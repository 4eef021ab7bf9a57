/// Credit packs sold through Stripe Checkout
///
/// Prices live here in cents; the matching Stripe price ids are deployment
/// configuration and are looked up by the API at checkout time.
///
/// # Plans
///
/// | Plan        | Credits | Price   |
/// |-------------|---------|---------|
/// | `starter`   | 4       | $20.00  |
/// | `pro`       | 20      | $80.00  |
/// | `corporate` | 50      | $175.00 |

use serde::{Deserialize, Serialize};
use std::str::FromStr;

/// Purchasable credit pack
#[derive(Debug, Clone, Copy, PartialEq, Eq, Hash, Serialize, Deserialize)]
#[serde(rename_all = "lowercase")]
pub enum PricingPlan {
    Starter,
    Pro,
    Corporate,
}

#[derive(Debug, Clone, PartialEq, Eq, thiserror::Error)]
#[error("Invalid plan: {0}")]
pub struct InvalidPlan(pub String);

impl PricingPlan {
    pub const ALL: [PricingPlan; 3] = [
        PricingPlan::Starter,
        PricingPlan::Pro,
        PricingPlan::Corporate,
    ];

    pub fn as_str(&self) -> &'static str {
        match self {
            PricingPlan::Starter => "starter",
            PricingPlan::Pro => "pro",
            PricingPlan::Corporate => "corporate",
        }
    }

    /// Display name shown on the checkout page
    pub fn name(&self) -> &'static str {
        match self {
            PricingPlan::Starter => "Starter Pack",
            PricingPlan::Pro => "Pro Pack",
            PricingPlan::Corporate => "Corporate Pack",
        }
    }

    /// Number of song credits granted on purchase
    pub fn credits(&self) -> i32 {
        match self {
            PricingPlan::Starter => 4,
            PricingPlan::Pro => 20,
            PricingPlan::Corporate => 50,
        }
    }

    /// Pack price in US cents
    pub fn price_cents(&self) -> i64 {
        match self {
            PricingPlan::Starter => 2_000,
            PricingPlan::Pro => 8_000,
            PricingPlan::Corporate => 17_500,
        }
    }

    /// Per-song price in US cents
    pub fn price_per_song_cents(&self) -> i64 {
        self.price_cents() / i64::from(self.credits())
    }

    /// Whether the plan is highlighted as the recommended option
    pub fn is_popular(&self) -> bool {
        matches!(self, PricingPlan::Pro)
    }
}

impl FromStr for PricingPlan {
    type Err = InvalidPlan;

    fn from_str(s: &str) -> Result<Self, Self::Err> {
        match s {
            "starter" => Ok(PricingPlan::Starter),
            "pro" => Ok(PricingPlan::Pro),
            "corporate" => Ok(PricingPlan::Corporate),
            other => Err(InvalidPlan(other.to_string())),
        }
    }
}

#[cfg(test)]
mod tests {
    use super::*;

    #[test]
    fn test_plan_catalogue() {
        assert_eq!(PricingPlan::Starter.credits(), 4);
        assert_eq!(PricingPlan::Starter.price_cents(), 2_000);
        assert_eq!(PricingPlan::Pro.credits(), 20);
        assert_eq!(PricingPlan::Pro.price_cents(), 8_000);
        assert_eq!(PricingPlan::Corporate.credits(), 50);
        assert_eq!(PricingPlan::Corporate.price_cents(), 17_500);
    }

    #[test]
    fn test_price_per_song() {
        assert_eq!(PricingPlan::Starter.price_per_song_cents(), 500);
        assert_eq!(PricingPlan::Pro.price_per_song_cents(), 400);
        assert_eq!(PricingPlan::Corporate.price_per_song_cents(), 350);
    }

    #[test]
    fn test_only_pro_is_popular() {
        let popular: Vec<_> = PricingPlan::ALL.iter().filter(|p| p.is_popular()).collect();
        assert_eq!(popular, vec![&PricingPlan::Pro]);
    }

    #[test]
    fn test_parse() {
        assert_eq!("pro".parse::<PricingPlan>(), Ok(PricingPlan::Pro));
        assert_eq!(
            "enterprise".parse::<PricingPlan>(),
            Err(InvalidPlan("enterprise".to_string()))
        );
    }
}
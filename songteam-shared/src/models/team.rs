/// Team model and database operations
///
/// A team owns a credit balance and a unique join code. The balance column is
/// a cached projection of the credit ledger; it is only ever changed by the
/// functions in [`crate::ledger`].
///
/// # Schema
///
/// ```sql
/// CREATE TABLE teams (
///     id UUID PRIMARY KEY DEFAULT gen_random_uuid(),
///     name TEXT NOT NULL,
///     owner_id UUID NOT NULL,
///     join_code TEXT NOT NULL UNIQUE,
///     song_credits_remaining INTEGER NOT NULL DEFAULT 0 CHECK (song_credits_remaining >= 0),
///     created_at TIMESTAMPTZ NOT NULL DEFAULT NOW(),
///     updated_at TIMESTAMPTZ NOT NULL DEFAULT NOW()
/// );
/// ```
///
/// # Example
///
/// ```no_run
/// use songteam_shared::models::team::{CreateTeam, Team};
/// use sqlx::PgPool;
/// use uuid::Uuid;
///
/// # async fn example(pool: PgPool) -> Result<(), Box<dyn std::error::Error>> {
/// let mut conn = pool.acquire().await?;
/// let team = Team::create(&mut conn, CreateTeam {
///     name: "Platform".to_string(),
///     owner_id: Uuid::new_v4(),
/// }).await?;
///
/// let found = Team::find_by_join_code(&pool, &team.join_code.to_lowercase()).await?;
/// assert_eq!(found.map(|t| t.id), Some(team.id));
/// # Ok(())
/// # }
/// ```

use crate::join_code;
use chrono::{DateTime, Utc};
use serde::{Deserialize, Serialize};
use sqlx::{PgConnection, PgExecutor, PgPool};
use uuid::Uuid;

/// Errors specific to team creation
#[derive(Debug, thiserror::Error)]
pub enum TeamError {
    /// Every generated join code collided with an existing team
    #[error("Could not allocate a unique join code after {0} attempts")]
    JoinCodeExhausted(usize),

    #[error("Database error: {0}")]
    Database(#[from] sqlx::Error),
}

/// Team model
#[derive(Debug, Clone, Serialize, Deserialize, sqlx::FromRow)]
pub struct Team {
    /// Unique team ID
    pub id: Uuid,

    /// Display name
    pub name: String,

    /// User who created the team
    pub owner_id: Uuid,

    /// Code other users enter to join (always stored uppercase)
    pub join_code: String,

    /// Current number of song credits
    pub song_credits_remaining: i32,

    pub created_at: DateTime<Utc>,
    pub updated_at: DateTime<Utc>,
}

/// Input for creating a team
#[derive(Debug, Clone, Serialize, Deserialize)]
pub struct CreateTeam {
    pub name: String,
    pub owner_id: Uuid,
}

impl Team {
    /// Inserts a team with a freshly generated join code
    ///
    /// Collisions on the join code are retried with a new code up to
    /// [`join_code::MAX_GENERATION_ATTEMPTS`] times. The insert uses
    /// `ON CONFLICT DO NOTHING`, so a collision never aborts the caller's
    /// transaction.
    ///
    /// The team starts with a zero balance; welcome credits are granted
    /// through the ledger so the ledger and balance stay in step.
    ///
    /// # Errors
    ///
    /// - `TeamError::JoinCodeExhausted` if every attempt collided
    /// - `TeamError::Database` on any database failure
    pub async fn create(conn: &mut PgConnection, data: CreateTeam) -> Result<Self, TeamError> {
        for attempt in 1..=join_code::MAX_GENERATION_ATTEMPTS {
            let code = join_code::generate();

            let team = sqlx::query_as::<_, Team>(
                r#"
                INSERT INTO teams (name, owner_id, join_code)
                VALUES ($1, $2, $3)
                ON CONFLICT (join_code) DO NOTHING
                RETURNING id, name, owner_id, join_code, song_credits_remaining,
                          created_at, updated_at
                "#,
            )
            .bind(&data.name)
            .bind(data.owner_id)
            .bind(&code)
            .fetch_optional(&mut *conn)
            .await?;

            match team {
                Some(team) => return Ok(team),
                None => {
                    tracing::warn!(attempt, join_code = %code, "Join code collision, retrying");
                }
            }
        }

        Err(TeamError::JoinCodeExhausted(join_code::MAX_GENERATION_ATTEMPTS))
    }

    /// Finds a team by ID
    pub async fn find_by_id<'e>(
        executor: impl PgExecutor<'e>,
        id: Uuid,
    ) -> Result<Option<Self>, sqlx::Error> {
        sqlx::query_as::<_, Team>(
            r#"
            SELECT id, name, owner_id, join_code, song_credits_remaining, created_at, updated_at
            FROM teams
            WHERE id = $1
            "#,
        )
        .bind(id)
        .fetch_optional(executor)
        .await
    }

    /// Looks up a team by join code
    ///
    /// The input is normalized first, so `" teamab23"` finds `TEAMAB23`.
    /// Malformed input short-circuits to `None` without a query.
    pub async fn find_by_join_code(pool: &PgPool, code: &str) -> Result<Option<Self>, sqlx::Error> {
        let code = join_code::normalize(code);
        if !join_code::is_well_formed(&code) {
            return Ok(None);
        }

        sqlx::query_as::<_, Team>(
            r#"
            SELECT id, name, owner_id, join_code, song_credits_remaining, created_at, updated_at
            FROM teams
            WHERE join_code = $1
            "#,
        )
        .bind(code)
        .fetch_optional(pool)
        .await
    }

    /// Loads a team and takes a row lock for the rest of the transaction
    ///
    /// Used wherever the balance is read and then changed, so concurrent
    /// requests against the same team serialize.
    pub async fn lock_for_update(
        conn: &mut PgConnection,
        id: Uuid,
    ) -> Result<Option<Self>, sqlx::Error> {
        sqlx::query_as::<_, Team>(
            r#"
            SELECT id, name, owner_id, join_code, song_credits_remaining, created_at, updated_at
            FROM teams
            WHERE id = $1
            FOR UPDATE
            "#,
        )
        .bind(id)
        .fetch_optional(conn)
        .await
    }

    /// Lists the teams a user belongs to, newest membership first
    pub async fn list_for_user(pool: &PgPool, user_id: Uuid) -> Result<Vec<Self>, sqlx::Error> {
        sqlx::query_as::<_, Team>(
            r#"
            SELECT t.id, t.name, t.owner_id, t.join_code, t.song_credits_remaining,
                   t.created_at, t.updated_at
            FROM teams t
            INNER JOIN team_members m ON m.team_id = t.id
            WHERE m.user_id = $1
            ORDER BY m.joined_at DESC
            "#,
        )
        .bind(user_id)
        .fetch_all(pool)
        .await
    }

    /// Whether the team has at least one credit to spend
    pub fn has_credits(&self) -> bool {
        self.song_credits_remaining >= 1
    }
}
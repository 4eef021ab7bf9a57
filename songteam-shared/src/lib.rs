//! # SongTeam Shared Library
//!
//! Types and business logic shared by the API server and the worker.
//!
//! ## Module Organization
//!
//! - `models`: Database models and data structures
//! - `ledger`: Credit grants, consumption and refunds
//! - `join_code`: Team join code generation and normalization
//! - `genre`: Supported song genres
//! - `pricing`: Purchasable credit packs
//! - `auth`: Token validation and authorization checks
//! - `db`: Connection pool and migrations

pub mod auth;
pub mod db;
pub mod genre;
pub mod join_code;
pub mod ledger;
pub mod models;
pub mod pricing;

/// Current version of the SongTeam shared library
pub const VERSION: &str = env!("CARGO_PKG_VERSION");

#[cfg(test)]
mod tests {
    use super::*;

    #[test]
    fn test_version_is_set() {
        assert!(!VERSION.is_empty());
    }
}
/// Credit balance and ledger
///
/// ```text
/// GET /v1/teams/:id/credits?limit=20
/// ```
///
/// ```json
/// {
///   "team_id": "uuid",
///   "balance": 3,
///   "transactions": [
///     { "amount": -1, "transaction_type": "consumed", "balance_after": 3, ... }
///   ]
/// }
/// ```

use crate::{app::AppState, error::ApiResult};
use axum::{
    extract::{Path, Query, State},
    Extension, Json,
};
use serde::{Deserialize, Serialize};
use songteam_shared::{
    auth::{authorization::require_membership, middleware::AuthContext},
    ledger,
    models::credit_transaction::CreditTransaction,
};
use uuid::Uuid;

#[derive(Debug, Default, Deserialize)]
pub struct CreditsQuery {
    pub limit: Option<i64>,
}

#[derive(Debug, Serialize)]
pub struct CreditsResponse {
    pub team_id: Uuid,
    pub balance: i32,

    /// Newest first
    pub transactions: Vec<CreditTransaction>,
}

pub async fn get_credits(
    State(state): State<AppState>,
    Extension(auth): Extension<AuthContext>,
    Path(team_id): Path<Uuid>,
    Query(query): Query<CreditsQuery>,
) -> ApiResult<Json<CreditsResponse>> {
    require_membership(&state.db, team_id, auth.user_id).await?;

    let limit = query.limit.unwrap_or(20).clamp(1, 100);
    let balance = ledger::balance(&state.db, team_id).await?;
    let transactions = ledger::history(&state.db, team_id, limit).await?;

    Ok(Json(CreditsResponse {
        team_id,
        balance,
        transactions,
    }))
}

Try it – Wherever a line above includes the string "CreateTeam", count it; give only the final tally.

Expected answer – 4